//! Source text positions and ranges.

use std::fmt;

// Re-export from text-size: every form and fact carries a TextRange
pub use text_size::TextRange;
pub use text_size::TextSize;

/// A line and column position in source text.
///
/// Both line and column are 0-indexed internally, but displayed as 1-indexed.
#[derive(Copy, Clone, Eq, PartialEq, Hash, Default)]
pub struct LineCol {
    /// 0-indexed line number
    pub line: u32,
    /// 0-indexed column (in UTF-8 bytes, not characters)
    pub col: u32,
}

impl LineCol {
    /// Create a new LineCol position.
    #[inline]
    pub const fn new(line: u32, col: u32) -> Self {
        Self { line, col }
    }

    /// Get 1-indexed line number (for display).
    #[inline]
    pub const fn line_one_indexed(self) -> u32 {
        self.line + 1
    }

    /// Get 1-indexed column number (for display).
    #[inline]
    pub const fn col_one_indexed(self) -> u32 {
        self.col + 1
    }
}

impl fmt::Debug for LineCol {
    fn fmt(&self, f: &mut fmt::Formatter<'_>) -> fmt::Result {
        write!(f, "{}:{}", self.line_one_indexed(), self.col_one_indexed())
    }
}

impl fmt::Display for LineCol {
    fn fmt(&self, f: &mut fmt::Formatter<'_>) -> fmt::Result {
        write!(f, "{}:{}", self.line_one_indexed(), self.col_one_indexed())
    }
}

/// Index for converting between byte offsets and line/column positions.
///
/// Built once per [`SourceFile`](crate::syntax::SourceFile); declaration
/// ranges are byte offsets, and consumers (diagnostics, navigation) want
/// line/column.
#[derive(Clone, Debug)]
pub struct LineIndex {
    /// Byte offset of the start of each line
    line_starts: Vec<TextSize>,
}

impl LineIndex {
    /// Build a line index from source text.
    pub fn new(text: &str) -> Self {
        let mut line_starts = vec![TextSize::from(0)];

        for (offset, c) in text.char_indices() {
            if c == '\n' {
                line_starts.push(TextSize::from((offset + 1) as u32));
            }
        }

        Self { line_starts }
    }

    /// Convert a byte offset to a line/column position.
    pub fn line_col(&self, offset: TextSize) -> LineCol {
        let line = self
            .line_starts
            .partition_point(|&start| start <= offset)
            .saturating_sub(1);

        let line_start = self.line_starts[line];
        let col = offset - line_start;

        LineCol {
            line: line as u32,
            col: col.into(),
        }
    }

    /// Convert a line/column position back to a byte offset.
    ///
    /// Returns `None` if the line does not exist.
    pub fn offset(&self, line_col: LineCol) -> Option<TextSize> {
        let line_start = self.line_starts.get(line_col.line as usize)?;
        Some(*line_start + TextSize::from(line_col.col))
    }

    /// Get the number of lines.
    pub fn line_count(&self) -> usize {
        self.line_starts.len()
    }
}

Problem to solve:
Retype the whole of the listing. Nothing may be altered or omitted.

Your solution:
//! Source text positions and ranges.

use std::fmt;

// Re-export from text-size: every form and fact carries a TextRange
pub use text_size::TextRange;
pub use text_size::TextSize;

/// A line and column position in source text.
///
/// Both line and column are 0-indexed internally, but displayed as 1-indexed.
#[derive(Copy, Clone, Eq, PartialEq, Hash, Default)]
pub struct LineCol {
    /// 0-indexed line number
    pub line: u32,
    /// 0-indexed column (in UTF-8 bytes, not characters)
    pub col: u32,
}

impl LineCol {
    /// Create a new LineCol position.
    #[inline]
    pub const fn new(line: u32, col: u32) -> Self {
        Self { line, col }
    }

    /// Get 1-indexed line number (for display).
    #[inline]
    pub const fn line_one_indexed(self) -> u32 {
        self.line + 1
    }

    /// Get 1-indexed column number (for display).
    #[inline]
    pub const fn col_one_indexed(self) -> u32 {
        self.col + 1
    }
}

impl fmt::Debug for LineCol {
    fn fmt(&self, f: &mut fmt::Formatter<'_>) -> fmt::Result {
        write!(f, "{}:{}", self.line_one_indexed(), self.col_one_indexed())
    }
}

impl fmt::Display for LineCol {
    fn fmt(&self, f: &mut fmt::Formatter<'_>) -> fmt::Result {
        write!(f, "{}:{}", self.line_one_indexed(), self.col_one_indexed())
    }
}

/// Index for converting between byte offsets and line/column positions.
///
/// Built once per [`SourceFile`](crate::syntax::SourceFile); declaration
/// ranges are byte offsets, and consumers (diagnostics, navigation) want
/// line/column.
#[derive(Clone, Debug)]
pub struct LineIndex {
    /// Byte offset of the start of each line
    line_starts: Vec<TextSize>,
}

impl LineIndex {
    /// Build a line index from source text.
    pub fn new(text: &str) -> Self {
        let mut line_starts = vec![TextSize::from(0)];

        for (offset, c) in text.char_indices() {
            if c == '\n' {
                line_starts.push(TextSize::from((offset + 1) as u32));
            }
        }

        Self { line_starts }
    }

    /// Convert a byte offset to a line/column position.
    pub fn line_col(&self, offset: TextSize) -> LineCol {
        let line = self
            .line_starts
            .partition_point(|&start| start <= offset)
            .saturating_sub(1);

        let line_start = self.line_starts[line];
        let col = offset - line_start;

        LineCol {
            line: line as u32,
            col: col.into(),
        }
    }

    /// Convert a line/column position back to a byte offset.
    ///
    /// Returns `None` if the line does not exist.
    pub fn offset(&self, line_col: LineCol) -> Option<TextSize> {
        let line_start = self.line_starts.get(line_col.line as usize)?;
        Some(*line_start + TextSize::from(line_col.col))
    }

    /// Get the number of lines.
    pub fn line_count(&self) -> usize {
        self.line_starts.len()
    }
}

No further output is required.